Spines, the anatomical specializations on nerve cells, undergo persistent remodeling that often drives synapse development and plasticity. This remodeling is primarily driven by cytoskeletal regulation and local protein synthesis, both of which shape spine morphology. The cytoskeleton, composed mainly of actin filaments and microtubules, provides structural integrity and plasticity to spines by tuning their dynamics. Complementing this, local protein synthesis supports spine growth and modification by enabling localized trafficking and translation of synaptic mRNAs. At a given time, stimuli elicit a cascade of synaptic events involving both cytoskeletal dynamics and localized translation that converge to orchestrate spine development.
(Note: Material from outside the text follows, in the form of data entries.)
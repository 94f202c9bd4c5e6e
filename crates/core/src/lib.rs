// Copyright (C) 2026 Fred Clausen
// Use of this source code is governed by an MIT-style
// license that can be found in the LICENSE file or at
// https://opensource.org/licenses/MIT.

#![deny(
    clippy::pedantic,
    clippy::cargo,
    clippy::nursery,
    clippy::style,
    clippy::correctness,
    clippy::all,
    clippy::suspicious,
    clippy::complexity,
    clippy::perf,
    clippy::unwrap_used,
    clippy::expect_used
)]

mod assignment;
mod calendar;
mod error;
mod removal;
mod shift;
mod timeline;

#[cfg(test)]
mod tests;

// Re-export public types and functions
pub use assignment::{AssignmentFields, AssignmentRecord, AssignmentVersion, shift_on};
pub use calendar::{
    EventRecord, MemberProfile, MonthEmployee, MonthGroup, MonthInputs, MonthView,
    build_month_view,
};
pub use error::CoreError;
pub use removal::{
    PATTERN_ACTIVE_IN_USE, PatternUsage, RemovalDecision, RemovalMode, pattern_usage,
    plan_pattern_removal,
};
pub use shift::{ShiftFields, ShiftRecord, ShiftVersion, projection_source};
pub use timeline::{
    TimelinePlan, TimelineStep, TimelineVersion, active_on, apply_plan, current_version,
    end_before_next, plan_change, validate_timeline,
};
Importantly, these events are not governed solely by immediate cellular signaling; rather, it extends to include epigenetic modifiers that exert control over the spatial and temporal dynamics of spine development. Aberrant expression of such modifiers can disrupt spine development and contribute to synaptopathies-neurological disorders rooted from synaptic dysfunction. Previous research has cursorily examined how epigenetic regulation contributes to neurodegenerative diseases, lacking detailed exploration of epigenetics in individual synaptic events. However, understanding spine reprogramming and its epigenetic, underpinnings need to be deciphered. Emerging evidence suggests altered epigenetic profiles disturb the coordinated balance of synaptic machinery and its structural architecture. Here, we review the stochastic mechanisms influencing spine and synapse morphology, emphasizing cytoskeletal maintenance and local protein synthesis-and how these events are tuned in light of epigenetic regulation.